WORK TASK:
From the records below, transcribe only the lines running from the one with "assert_eq!(rp.failures().len(), 1);" through the one with "correlation of two". Keep both of those end lines.

PROVIDED RECORDS:
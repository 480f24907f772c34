//! Font directory loading regression test
//!
//! Covers glyph name decoding, skipped entries, binarization of gray and
//! transparent glyph images, and the errors a broken font directory
//! produces.

use glyphscan_core::{Pix, PixMut, PixelDepth};
use glyphscan_recog::{Ocr, OcrOptions, RecogError, load_font_dir};
use glyphscan_test::RegParams;
use glyphscan_test::fixtures::{font_glyph, glyph, to_transparent_rgba, write_font_dir};
use std::fs;

/// Paint the glyph's ink with `level` on a white 8 bpp background.
fn gray_glyph(ch: char, level: u32) -> Pix {
    let bin = font_glyph(ch).expect("glyph");
    let mut pm = PixMut::new(bin.width(), bin.height(), PixelDepth::Bit8).expect("pix");
    for y in 0..bin.height() {
        for x in 0..bin.width() {
            let val = if bin.get_pixel(x, y) == Some(1) { level } else { 255 };
            pm.set_pixel(x, y, val).expect("set");
        }
    }
    pm.into()
}

fn flag(ok: bool) -> f64 {
    if ok { 1.0 } else { 0.0 }
}

#[test]
fn fontload_reg() {
    let mut rp = RegParams::new("fontload");
    let dir = tempfile::tempdir().expect("tempdir");

    // --- Test 1: names, order and skipped entries ---
    let font = dir.path().join("mixed");
    let a = font_glyph('A').expect("A");
    let slash = glyph(&["....#", "...#.", "..#..", ".#...", "#...."]).expect("slash");
    let t_rgba = to_transparent_rgba(&font_glyph('T').expect("T")).expect("rgba");
    let h = font_glyph('H').expect("H");
    let o = font_glyph('O').expect("O");
    write_font_dir(
        &font,
        &[
            ("A.png", &a),
            ("%2F.png", &slash),
            ("T.png", &t_rgba),
            ("Z\u{200b}.png", &h),
            ("a+b.png", &o),
        ],
    )
    .expect("write font");
    fs::write(font.join(".DS_Store"), b"not an image").expect("hidden file");
    fs::create_dir(font.join("nested")).expect("nested dir");

    let library = load_font_dir(&font).expect("load");
    rp.compare_strings("mixed", library.name());
    let names: Vec<&str> = library.iter().map(|s| s.name()).collect();
    rp.compare_strings("/|A|T|Z|a b", &names.join("|"));

    // --- Test 2: decoded templates match the originals ---
    rp.compare_pix(&a, library.get("A").expect("A").template());
    rp.compare_pix(&slash, library.get("/").expect("/").template());
    let t = font_glyph('T').expect("T");
    rp.compare_pix(&t, library.get("T").expect("T").template());
    rp.compare_values(35.0, library.get("a b").expect("a b").area() as f64, 0.0);

    // --- Test 3: light gray glyphs depend on the binarization threshold ---
    let light = dir.path().join("light");
    write_font_dir(&light, &[("L.png", &gray_glyph('L', 150))]).expect("write light");
    let result = load_font_dir(&light);
    rp.compare_values(
        1.0,
        flag(matches!(result, Err(RecogError::InvalidTemplate { ref name, .. }) if name == "L")),
        0.0,
    );
    let mut ocr = Ocr::new(OcrOptions::default().with_binarize_threshold(200)).expect("ocr");
    let loaded = ocr.load_font(&light).expect("load light");
    let l = font_glyph('L').expect("L");
    rp.compare_pix(&l, loaded.get("L").expect("L").template());

    // --- Test 4: broken directories ---
    let blank_dir = dir.path().join("blank");
    let blank = Pix::new(5, 7, PixelDepth::Bit1).expect("blank");
    write_font_dir(&blank_dir, &[("x.png", &blank)]).expect("write blank");
    rp.compare_values(
        1.0,
        flag(matches!(
            load_font_dir(&blank_dir),
            Err(RecogError::InvalidTemplate { .. })
        )),
        0.0,
    );

    let junk_dir = dir.path().join("junk");
    fs::create_dir(&junk_dir).expect("junk dir");
    fs::write(junk_dir.join("readme.png"), b"this is not a png").expect("junk");
    rp.compare_values(
        1.0,
        flag(matches!(load_font_dir(&junk_dir), Err(RecogError::Io(_)))),
        0.0,
    );

    let escape_dir = dir.path().join("escape");
    write_font_dir(&escape_dir, &[("%zz.png", &a)]).expect("write escape");
    rp.compare_values(
        1.0,
        flag(matches!(
            load_font_dir(&escape_dir),
            Err(RecogError::InvalidSymbolName { .. })
        )),
        0.0,
    );

    rp.compare_values(
        1.0,
        flag(matches!(
            load_font_dir(dir.path().join("does_not_exist")),
            Err(RecogError::Io(_))
        )),
        0.0,
    );

    // --- Test 5: an empty directory is an empty family ---
    let empty_dir = dir.path().join("empty");
    fs::create_dir(&empty_dir).expect("empty dir");
    let empty = load_font_dir(&empty_dir).expect("load empty");
    rp.compare_values(0.0, empty.len() as f64, 0.0);

    assert!(rp.cleanup(), "fontload regression test failed");
}
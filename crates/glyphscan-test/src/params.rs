//! Regression test parameters and operations

use crate::init_logging;
use glyphscan_core::Pix;

/// Regression test parameters
///
/// Collects the outcome of every check of one regression test. Checks never
/// panic; the test asserts on [`RegParams::cleanup`] at the end so that all
/// failures are reported together, each tagged with its check index.
pub struct RegParams {
    /// Name of the test (e.g., "reconstruct")
    pub test_name: String,
    index: usize,
    failures: Vec<String>,
}

impl RegParams {
    /// Start a regression test, installing the log subscriber on first use.
    pub fn new(test_name: &str) -> Self {
        init_logging();
        eprintln!("--- {}_reg ---", test_name);
        Self {
            test_name: test_name.to_string(),
            index: 0,
            failures: Vec::new(),
        }
    }

    /// Number of checks run so far
    pub fn index(&self) -> usize {
        self.index
    }

    /// Record the outcome of the next check; `describe` is only called on
    /// failure.
    fn check(&mut self, ok: bool, describe: impl FnOnce() -> String) -> bool {
        self.index += 1;
        if !ok {
            let msg = format!("{}_reg #{}: {}", self.test_name, self.index, describe());
            eprintln!("{}", msg);
            self.failures.push(msg);
        }
        ok
    }

    /// Check that `|expected - actual| <= delta`.
    pub fn compare_values(&mut self, expected: f64, actual: f64, delta: f64) -> bool {
        let diff = (expected - actual).abs();
        self.check(diff <= delta, || {
            format!(
                "expected {}, got {} (difference {} > {})",
                expected, actual, diff, delta
            )
        })
    }

    /// Check that two images have the same size, depth and pixels.
    pub fn compare_pix(&mut self, expected: &Pix, actual: &Pix) -> bool {
        let shape = |p: &Pix| (p.width(), p.height(), p.depth());
        if shape(expected) != shape(actual) {
            return self.check(false, || {
                format!("expected {:?}, got {:?}", shape(expected), shape(actual))
            });
        }
        let mismatches: Vec<(u32, u32)> = (0..expected.height())
            .flat_map(|y| (0..expected.width()).map(move |x| (x, y)))
            .filter(|&(x, y)| expected.get_pixel(x, y) != actual.get_pixel(x, y))
            .collect();
        self.check(mismatches.is_empty(), || {
            format!(
                "{} pixels differ, first at {:?}",
                mismatches.len(),
                mismatches[0]
            )
        })
    }

    /// Check two strings for equality; both are echoed on failure so
    /// recognized text can be read straight from the test log.
    pub fn compare_strings(&mut self, expected: &str, actual: &str) -> bool {
        self.check(expected == actual, || {
            format!("expected {:?}, got {:?}", expected, actual)
        })
    }

    /// Report the results; `true` if every check passed.
    pub fn cleanup(self) -> bool {
        if self.failures.is_empty() {
            eprintln!("SUCCESS: {}_reg ({} checks)", self.test_name, self.index);
            return true;
        }
        eprintln!(
            "FAILURE: {}_reg ({} of {} checks)",
            self.test_name,
            self.failures.len(),
            self.index
        );
        for failure in &self.failures {
            eprintln!("  {}", failure);
        }
        false
    }

    /// Failures recorded so far
    pub fn failures(&self) -> &[String] {
        &self.failures
    }
}

#[cfg(test)]
mod tests {
    use super::*;
    use glyphscan_core::{PixMut, PixelDepth};

    #[test]
    fn test_compare_values() {
        let mut rp = RegParams::new("test");
        assert!(rp.compare_values(100.0, 100.0, 0.0));
        assert!(rp.compare_values(100.0, 100.5, 1.0));
        assert!(rp.failures().is_empty());
        assert!(!rp.compare_values(100.0, 200.0, 0.0));
        assert_eq!(rp.index(), 3);
        assert_eq!(rp.failures().len(), 1);
        assert!(rp.failures()[0].starts_with("test_reg #3:"));
    }

    #[test]
    fn test_compare_strings() {
        let mut rp = RegParams::new("test");
        assert!(rp.compare_strings("AB\nC", "AB\nC"));
        assert!(!rp.compare_strings("AB", "BA"));
        assert!(!rp.cleanup());
    }

    #[test]
    fn test_compare_pix_reports_mismatch() {
        let blank = Pix::new(4, 3, PixelDepth::Bit1).unwrap();
        let mut pm = PixMut::new(4, 3, PixelDepth::Bit1).unwrap();
        pm.set_pixel(2, 1, 1).unwrap();
        let dot: Pix = pm.into();
        let gray = Pix::new(4, 3, PixelDepth::Bit8).unwrap();

        let mut rp = RegParams::new("test");
        assert!(rp.compare_pix(&blank, &blank.clone()));
        assert!(!rp.compare_pix(&blank, &dot));
        assert!(rp.failures()[0].contains("(2, 1)"));
        assert!(!rp.compare_pix(&blank, &gray));
        assert_eq!(rp.failures().len(), 2);
    }
}
//! Binary image comparison
//!
//! Foreground counting and binary correlation. The correlation of two
//! binary images `A` and `B` is
//!
//! ```text
//!     |A ∧ B|² / (|A| · |B|)
//! ```
//!
//! which is 1.0 for identical images and 0.0 when they share no foreground.
//! It is the similarity score used to match glyph templates against windows
//! of a page.

use super::{Pix, PixelDepth};
use crate::error::{Error, Result};

/// Read `n` (1..=32) consecutive bits starting at bit `x`, MSB-aligned.
#[inline]
fn extract_bits(line: &[u32], x: u32, n: u32) -> u32 {
    let i = (x >> 5) as usize;
    let off = x & 31;
    let mut val = line[i] << off;
    if off > 0 && i + 1 < line.len() {
        val |= line[i + 1] >> (32 - off);
    }
    val & (u32::MAX << (32 - n))
}

/// Mask selecting the first `n` (1..=32) pixels of a word.
#[inline]
fn leading_mask(n: u32) -> u32 {
    u32::MAX << (32 - n)
}

fn require_binary(pix: &Pix) -> Result<()> {
    if pix.depth() != PixelDepth::Bit1 {
        return Err(Error::UnsupportedDepth(pix.depth().bits()));
    }
    Ok(())
}

impl Pix {
    /// Count the foreground (value 1) pixels of a 1 bpp image.
    ///
    /// Returns 0 for images of any other depth.
    pub fn count_foreground(&self) -> u64 {
        if self.depth() != PixelDepth::Bit1 {
            return 0;
        }
        let w = self.width();
        let full_words = (w >> 5) as usize;
        let tail = w & 31;
        (0..self.height())
            .map(|y| {
                let line = self.row_data(y);
                let mut sum: u64 = line[..full_words]
                    .iter()
                    .map(|word| u64::from(word.count_ones()))
                    .sum();
                if tail > 0 {
                    sum += u64::from((line[full_words] & leading_mask(tail)).count_ones());
                }
                sum
            })
            .sum()
    }

    /// Correlate a binary template against the window of this binary image
    /// whose top-left corner is `(x, y)`.
    ///
    /// `template_count` is the template's foreground count; callers sliding
    /// one template over many positions compute it once.
    ///
    /// # Errors
    ///
    /// Returns an error if either image is not 1 bpp or the window does not
    /// fit inside this image.
    pub fn correlation_at(&self, template: &Pix, x: u32, y: u32, template_count: u64) -> Result<f64> {
        require_binary(self)?;
        require_binary(template)?;
        let (tw, th) = (template.width(), template.height());
        if x.saturating_add(tw) > self.width() || y.saturating_add(th) > self.height() {
            return Err(Error::InvalidParameter(format!(
                "{}x{} window at ({}, {}) exceeds {}x{} image",
                tw,
                th,
                x,
                y,
                self.width(),
                self.height()
            )));
        }
        if template_count == 0 {
            return Ok(0.0);
        }

        let mut and_count: u64 = 0;
        let mut window_count: u64 = 0;
        for ty in 0..th {
            let tline = template.row_data(ty);
            let line = self.row_data(y + ty);
            let mut tx = 0;
            let mut k = 0usize;
            while tx < tw {
                let n = (tw - tx).min(32);
                let t = tline[k] & leading_mask(n);
                let win = extract_bits(line, x + tx, n);
                and_count += u64::from((t & win).count_ones());
                window_count += u64::from(win.count_ones());
                tx += 32;
                k += 1;
            }
        }

        if window_count == 0 {
            return Ok(0.0);
        }
        let and_count = and_count as f64;
        Ok(and_count * and_count / (template_count as f64 * window_count as f64))
    }
}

SOLUTION TO THE PROBLEM:
        assert_eq!(rp.failures().len(), 1);
        assert!(rp.failures()[0].starts_with("test_reg #3:"));
    }

    #[test]
    fn test_compare_strings() {
        let mut rp = RegParams::new("test");
        assert!(rp.compare_strings("AB\nC", "AB\nC"));
        assert!(!rp.compare_strings("AB", "BA"));
        assert!(!rp.cleanup());
    }

    #[test]
    fn test_compare_pix_reports_mismatch() {
        let blank = Pix::new(4, 3, PixelDepth::Bit1).unwrap();
        let mut pm = PixMut::new(4, 3, PixelDepth::Bit1).unwrap();
        pm.set_pixel(2, 1, 1).unwrap();
        let dot: Pix = pm.into();
        let gray = Pix::new(4, 3, PixelDepth::Bit8).unwrap();

        let mut rp = RegParams::new("test");
        assert!(rp.compare_pix(&blank, &blank.clone()));
        assert!(!rp.compare_pix(&blank, &dot));
        assert!(rp.failures()[0].contains("(2, 1)"));
        assert!(!rp.compare_pix(&blank, &gray));
        assert_eq!(rp.failures().len(), 2);
    }
}
//! Binary image comparison
//!
//! Foreground counting and binary correlation. The correlation of two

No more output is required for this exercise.